##### Supplied data #####

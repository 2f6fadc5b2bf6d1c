/*
Copyright 2025 Connor Nolan

Licensed under the Apache License, Version 2.0 (the "License");
you may not use this file except in compliance with the License.
You may obtain a copy of the License at

    http://www.apache.org/licenses/LICENSE-2.0

Unless required by applicable law or agreed to in writing, software
distributed under the License is distributed on an "AS IS" BASIS,
WITHOUT WARRANTIES OR CONDITIONS OF ANY KIND, either express or implied.
See the License for the specific language governing permissions and
limitations under the License.
*/

//! Per-segment assembly state: the HERE/DPC cursor, the sequence of local
//! scopes advanced by `.scope`, and a [`SymbolResolver`] that layers the
//! auto names (`@`, `@PC@`, ...) over the current scope and the assembler's
//! global table. One `Context` exists per declared segment and is reused,
//! unmodified in shape, across both passes -- pass 2 replays exactly the
//! same `.scope`/`.loc`/`.align` side effects pass 1 made, so the same
//! scopes line up with the same item positions.

use crate::ast::{Location, SymbolResolver};
use crate::errors::AssemblyError;

use super::symbol_table::SymbolTable;

pub struct Context {
    pub segment_name: String,
    pub base_addr: u32,
    pub here: u32,
    pub dpc: u32,
    pub max_addr: u32,
    pub end_addr: u32,
    pub scopes: Vec<SymbolTable>,
    pub scope_idx: usize,
    /// `HERE` one past the end of whichever item is currently being sized
    /// or emitted; this is what `@PC@`/`@AFTER@` resolve to.
    pub item_pc: u32,
}

impl Context {
    pub fn new(segment_name: String, base_addr: u32) -> Self {
        Context {
            segment_name,
            base_addr,
            here: base_addr,
            dpc: 0,
            max_addr: base_addr,
            end_addr: base_addr,
            scopes: vec![SymbolTable::new()],
            scope_idx: 0,
            item_pc: base_addr,
        }
    }

    /// Rewind the cursor for pass 2 without discarding the scopes pass 1
    /// populated -- label/equate lookups during pass 2 must see the same
    /// bindings pass 1 recorded.
    pub fn reset_for_pass2(&mut self) {
        self.here = self.base_addr;
        self.dpc = 0;
        self.scope_idx = 0;
    }

    pub fn push_scope(&mut self) {
        self.scopes.push(SymbolTable::new());
        self.scope_idx = self.scopes.len() - 1;
    }

    /// Step to the next local scope in sequence for a `.scope` directive.
    /// Pass 1 has no next scope yet and creates one; pass 2 replay finds
    /// the one pass 1 already built at this position and reuses it, so
    /// pass-2 lookups see pass-1's bindings instead of an empty table.
    pub fn advance_scope(&mut self) {
        if self.scope_idx + 1 < self.scopes.len() {
            self.scope_idx += 1;
        } else {
            self.push_scope();
        }
    }

    pub fn current_scope(&self) -> &SymbolTable {
        &self.scopes[self.scope_idx]
    }

    pub fn current_scope_mut(&mut self) -> &mut SymbolTable {
        &mut self.scopes[self.scope_idx]
    }

    pub fn touch_max(&mut self) {
        if self.here > self.max_addr {
            self.max_addr = self.here;
        }
    }

    /// Advance `here` past an item of `len` logical bytes at the current
    /// DPC stride, tracking `max_addr` as we go.
    pub fn advance(&mut self, len: u32) {
        self.here += len * (1 + self.dpc);
        self.touch_max();
    }
}

/// Resolves auto names against a live [`Context`], falling back to the
/// context's current scope and then the assembler-wide global table, per
/// the lookup order in the data model.
pub struct Resolver<'a> {
    pub ctx: &'a Context,
    pub globals: &'a SymbolTable,
}

fn is_local_name(name: &str) -> bool {
    name.starts_with("@.") || name.starts_with("$.")
}

impl<'a> SymbolResolver for Resolver<'a> {
    fn resolve(&self, name: &str, loc: &Location) -> Result<i64, AssemblyError> {
        match name {
            "@" => Ok(self.ctx.here as i64),
            "@@" => Ok(self.ctx.base_addr as i64),
            "@PC@" | "@AFTER@" => Ok(self.ctx.item_pc as i64),
            "@DPC@" => Ok(self.ctx.dpc as i64),
            "@END@" => Ok(self.ctx.end_addr as i64),
            _ if is_local_name(name) => self.ctx.current_scope().resolve(name, loc, self),
            _ => self.globals.resolve(name, loc, self),
        }
    }

    fn resolve_dpc(&self, name: &str, loc: &Location) -> Result<i64, AssemblyError> {
        if is_local_name(name) {
            self.ctx.current_scope().resolve_dpc(name, loc)
        } else {
            self.globals.resolve_dpc(name, loc)
        }
    }
}

#[cfg(test)]
mod tests {
    use super::*;
    use crate::ast::Expr;
    use std::rc::Rc;

    fn loc() -> Location {
        Location { file: Rc::from("t.asm"), line: 1, column: 1, source_line: Rc::from("") }
    }

    #[test]
    fn auto_names_resolve_against_the_live_cursor() {
        let mut ctx = Context::new("@TEXT".to_string(), 0x100);
        ctx.here = 0x110;
        ctx.dpc = 2;
        ctx.item_pc = 0x113;
        let globals = SymbolTable::new();
        let resolver = Resolver { ctx: &ctx, globals: &globals };
        assert_eq!(resolver.resolve("@", &loc()).unwrap(), 0x110);
        assert_eq!(resolver.resolve("@@", &loc()).unwrap(), 0x100);
        assert_eq!(resolver.resolve("@PC@", &loc()).unwrap(), 0x113);
        assert_eq!(resolver.resolve("@DPC@", &loc()).unwrap(), 2);
    }

    #[test]
    fn local_names_only_see_the_current_scope() {
        let mut ctx = Context::new("@TEXT".to_string(), 0);
        ctx.current_scope_mut().define_label("@.inner".to_string(), 0x42, 0, &loc()).unwrap();
        ctx.push_scope();
        let globals = SymbolTable::new();
        let resolver = Resolver { ctx: &ctx, globals: &globals };
        assert!(resolver.resolve("@.inner", &loc()).is_err());
    }

    #[test]
    fn global_names_fall_through_to_the_assembler_table() {
        let ctx = Context::new("@TEXT".to_string(), 0);
        let mut globals = SymbolTable::new();
        globals.define_label("@shared".to_string(), 0x55, 0, &loc()).unwrap();
        let resolver = Resolver { ctx: &ctx, globals: &globals };
        assert_eq!(resolver.resolve("@shared", &loc()).unwrap(), 0x55);
    }

    #[test]
    fn expression_leaning_on_symbol_table_self_reference_still_detects_cycles() {
        let ctx = Context::new("@TEXT".to_string(), 0);
        let mut globals = SymbolTable::new();
        globals.define_equate("$X".to_string(), Expr::Symbol("$X".to_string(), loc()), &loc()).unwrap();
        let resolver = Resolver { ctx: &ctx, globals: &globals };
        assert!(resolver.resolve("$X", &loc()).is_err());
    }
}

#####

=== What is required ===
Beginning at the line that contains "ctx.push_scope();", give again every line down to the end of the material, exactly as written, and stop there.

=== Answer space ===
        ctx.push_scope();
        let globals = SymbolTable::new();
        let resolver = Resolver { ctx: &ctx, globals: &globals };
        assert!(resolver.resolve("@.inner", &loc()).is_err());
    }

    #[test]
    fn global_names_fall_through_to_the_assembler_table() {
        let ctx = Context::new("@TEXT".to_string(), 0);
        let mut globals = SymbolTable::new();
        globals.define_label("@shared".to_string(), 0x55, 0, &loc()).unwrap();
        let resolver = Resolver { ctx: &ctx, globals: &globals };
        assert_eq!(resolver.resolve("@shared", &loc()).unwrap(), 0x55);
    }

    #[test]
    fn expression_leaning_on_symbol_table_self_reference_still_detects_cycles() {
        let ctx = Context::new("@TEXT".to_string(), 0);
        let mut globals = SymbolTable::new();
        globals.define_equate("$X".to_string(), Expr::Symbol("$X".to_string(), loc()), &loc()).unwrap();
        let resolver = Resolver { ctx: &ctx, globals: &globals };
        assert!(resolver.resolve("$X", &loc()).is_err());
    }
}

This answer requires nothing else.